Chemical Sciences Seminars

Detecting Reaction Intermediates in Solution and Guiding Cancer Surgery Using Mass Spectrometry

by Prof. Richard N. Zare (Stanford University, Caifornia)

Tuesday, February 11, 2014 from to (Asia/Kolkata)
at Colaba Campus ( AG-66 )
TIFR, Colaba Mumbai 400005
Description I wish to describe two recent developments in my laboratory using ambient ionization mass spectrometry, a mass spectrometric technique in which the sample of interest is in open air at room temperature.  The first concerns detection and identification of solution-phase reaction intermediates, the second concerns mass spectrometric imaging.

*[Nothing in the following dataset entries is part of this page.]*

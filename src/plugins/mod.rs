//! Plugins
//!
//! Collaborators that contribute extra disk images to a slot and run side
//! effects before each guest starts. Plugins are compiled in and selected by
//! key from the `plugins` settings table through [`BUILTIN_PLUGINS`].
//!
//! Hook failures never reach the sandbox: [`PluginManager`] logs and drops
//! every error or panic a plugin produces.

pub mod static_images;

use crate::config::settings::{PluginSettings, Settings};
use crate::config::types::{Result, SandboxError};
use crate::guest::launch::device_flags;
use log::{debug, warn};
use std::collections::BTreeMap;
use std::panic::{catch_unwind, AssertUnwindSafe};
use std::path::{Path, PathBuf};

/// Arguments of the `before_exec` hook
#[derive(Clone, Copy, Debug)]
pub struct HookContext<'a> {
    pub slot: usize,
    pub artifact: &'a Path,
}

pub trait Plugin: Send + Sync {
    fn name(&self) -> &str;

    /// Side effects right before the slot's guest starts
    fn before_exec(&self, _ctx: &HookContext<'_>) -> Result<()> {
        Ok(())
    }

    /// Device name -> backing file. Device names must follow the
    /// `ubd<letter><flags>` pattern; read-only and copy-on-write images get a
    /// shared lock, the rest an exclusive one.
    fn extra_images(&self, _slot: usize) -> Result<BTreeMap<String, PathBuf>> {
        Ok(BTreeMap::new())
    }

    /// Called once, best-effort, during process shutdown
    fn shut_down(&self) -> Result<()> {
        Ok(())
    }
}

pub type PluginCtor = fn(&PluginSettings, &Settings) -> Result<Box<dyn Plugin>>;

/// Settings key -> constructor
pub const BUILTIN_PLUGINS: &[(&str, PluginCtor)] =
    &[("static_images", static_images::StaticImages::construct as PluginCtor)];

pub fn lookup_builtin(key: &str) -> Option<PluginCtor> {
    BUILTIN_PLUGINS
        .iter()
        .find(|(name, _)| *name == key)
        .map(|(_, ctor)| *ctor)
}

#[derive(Default)]
pub struct PluginManager {
    plugins: Vec<Box<dyn Plugin>>,
}

impl PluginManager {
    pub fn new(plugins: Vec<Box<dyn Plugin>>) -> Self {
        Self { plugins }
    }

    /// Construct every enabled plugin, in sorted key order
    pub fn from_settings(settings: &Settings) -> Result<Self> {
        let mut plugins = Vec::new();
        for (key, plugin_settings) in &settings.plugins {
            if !plugin_settings.enabled {
                continue;
            }
            let ctor = lookup_builtin(key).ok_or_else(|| {
                SandboxError::Config(format!("Unknown plugin: {}", key))
            })?;
            debug!("Loading plugin: {}", key);
            plugins.push(ctor(plugin_settings, settings)?);
        }
        Ok(Self { plugins })
    }

    pub fn names(&self) -> Vec<&str> {
        self.plugins.iter().map(|p| p.name()).collect()
    }

    pub fn is_empty(&self) -> bool {
        self.plugins.is_empty()
    }

    /// Call `hook` on every plugin, keeping only the successful results
    fn dispatch<T, F>(&self, hook: &str, call: F) -> Vec<T>
    where
        F: Fn(&dyn Plugin) -> Result<T>,
    {
        let mut results = Vec::with_capacity(self.plugins.len());
        for plugin in &self.plugins {
            match catch_unwind(AssertUnwindSafe(|| call(&**plugin))) {
                Ok(Ok(value)) => results.push(value),
                Ok(Err(e)) => debug!(
                    "Plugin hook {}.{} failed: {}",
                    plugin.name(),
                    hook,
                    e
                ),
                Err(_) => debug!("Plugin hook {}.{} panicked", plugin.name(), hook),
            }
        }
        results
    }

    pub fn before_exec(&self, ctx: &HookContext<'_>) {
        self.dispatch("before_exec", |p| p.before_exec(ctx));
    }

    /// Merged images from every plugin. Invalid device names are skipped;
    /// on duplicates the later plugin (in load order) wins.
    pub fn extra_images(&self, slot: usize) -> BTreeMap<String, PathBuf> {
        let mut merged = BTreeMap::new();
        for images in self.dispatch("extra_images", |p| p.extra_images(slot)) {
            for (device, path) in images {
                if device_flags(&device).is_none() {
                    warn!("Ignoring plugin image with invalid device name {}", device);
                    continue;
                }
                merged.insert(device, path);
            }
        }
        merged
    }

    pub fn shut_down(&self) {
        self.dispatch("shut_down", |p| p.shut_down());
    }
}

#[cfg(test)]
mod tests {
    use super::*;
    use std::sync::atomic::{AtomicUsize, Ordering};
    use std::sync::Arc;

    struct Counting {
        calls: Arc<AtomicUsize>,
        image: (&'static str, &'static str),
    }

    impl Plugin for Counting {
        fn name(&self) -> &str {
            "counting"
        }
        fn before_exec(&self, _ctx: &HookContext<'_>) -> Result<()> {
            self.calls.fetch_add(1, Ordering::SeqCst);
            Ok(())
        }
        fn extra_images(&self, _slot: usize) -> Result<BTreeMap<String, PathBuf>> {
            let mut images = BTreeMap::new();
            images.insert(self.image.0.to_string(), PathBuf::from(self.image.1));
            Ok(images)
        }
    }

    struct Broken;

    impl Plugin for Broken {
        fn name(&self) -> &str {
            "broken"
        }
        fn before_exec(&self, _ctx: &HookContext<'_>) -> Result<()> {
            panic!("plugin bug");
        }
        fn extra_images(&self, _slot: usize) -> Result<BTreeMap<String, PathBuf>> {
            Err(SandboxError::Plugin {
                plugin: "broken".to_string(),
                message: "no images today".to_string(),
            })
        }
        fn shut_down(&self) -> Result<()> {
            Err(SandboxError::Process("daemon already gone".to_string()))
        }
    }

    #[test]
    fn test_failing_plugins_do_not_stop_others() {
        let calls = Arc::new(AtomicUsize::new(0));
        let plugins: Vec<Box<dyn Plugin>> = vec![
            Box::new(Broken),
            Box::new(Counting {
                calls: calls.clone(),
                image: ("ubddr", "/images/deps.img"),
            }),
        ];
        let manager = PluginManager::new(plugins);

        let artifact = PathBuf::from("/tmp/task.tar");
        manager.before_exec(&HookContext {
            slot: 0,
            artifact: &artifact,
        });
        assert_eq!(calls.load(Ordering::SeqCst), 1);

        let images = manager.extra_images(0);
        assert_eq!(images.len(), 1);
        assert_eq!(images["ubddr"], PathBuf::from("/images/deps.img"));

        manager.shut_down();
    }

    #[test]
    fn test_invalid_device_names_are_skipped() {
        let plugin: Box<dyn Plugin> = Box::new(Counting {
            calls: Arc::new(AtomicUsize::new(0)),
            image: ("sdb", "/images/x.img"),
        });
        let manager = PluginManager::new(vec![plugin]);
        assert!(manager.extra_images(3).is_empty());
    }

    #[test]
    fn test_from_settings_rejects_unknown_enabled_plugin() {
        let settings = Settings::default()
            .merge(serde_json::json!({
                "plugins": {
                    "maven_cache": {"enabled": true},
                    "scratch_space": {"enabled": false}
                }
            }))
            .unwrap();
        let err = PluginManager::from_settings(&settings).err().unwrap();
        assert!(matches!(err, SandboxError::Config(msg) if msg.contains("maven_cache")));
    }

    #[test]
    fn test_disabled_unknown_plugin_is_ignored() {
        let settings = Settings::default()
            .merge(serde_json::json!({"plugins": {"scratch_space": {"enabled": false}}}))
            .unwrap();
        let manager = PluginManager::from_settings(&settings).unwrap();
        assert!(manager.is_empty());
    }
}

Palladium complexes catalyze a variety of oxidation reactions, including the Wacker oxidation, the oxidation of alcohols, and oxidative C-C bond-forming reactions.  Simple Pd(II) salts react sluggishly with oxygen, but in the presence of suitable ligands or solvents, Pd complexes are capable of aerobic oxidation reactions.  A key step in these reactions is the oxidation of Pd(0) by O2 to regenerate a Pd(II) intermediate. We have employed a battery of mass spectroscopic techniques such as desorption electrospray ionization mass spectrometry (DESI-MS, millisecond reaction times), electrospray ionization mass spectrometry (ESI-MS, minutes reaction times), and nano-electrospray ionization mass spectrometry (nanospray-MS, minutes reaction times) to search for reaction intermediates formed during the aerobic oxidation of 1,2-diols. By monitoring active reactions with mass spectrometry operating at various timescales, we have directly detected and identified a number of novel intermediates generated in solution during the fast alcohol oxidation and slow aerobic re-oxidation of (neocuproine)Pd(0).  These studies reveal the formation of a novel trinuclear palladium complex, [(neocuproinePd(II))3(m3-O)2]2+.  The identification of this previously unreported species provides new insights on the mechanism of aerobic oxidation mediated by Pd complexes.

Surgical resection is the main curative option for gastrointestinal cancers. The extent of cancer resection is commonly assessed during surgery by pathologic evaluation of (frozen sections) of the tissue at the specimen margin(s). We compare this to an alternative procedure, desorption electrospray ionization mass spectrometric imaging (DESI-MSI), for 62 human cancerous and normal gastric tissue samples. In DESI-MSI, microdroplets strike the tissue sample, the resulting splash enters a mass spectrometer, and a statistical analysis, the Lasso method (multi-class logistic regression with L1 penalty), is applied to classify tissues based on the molecular information obtained directly from DESI-MSI. The results obtained suggest that DESI-MSI/Lasso may be valuable for routinely assessing margins in gastric cancer surgery.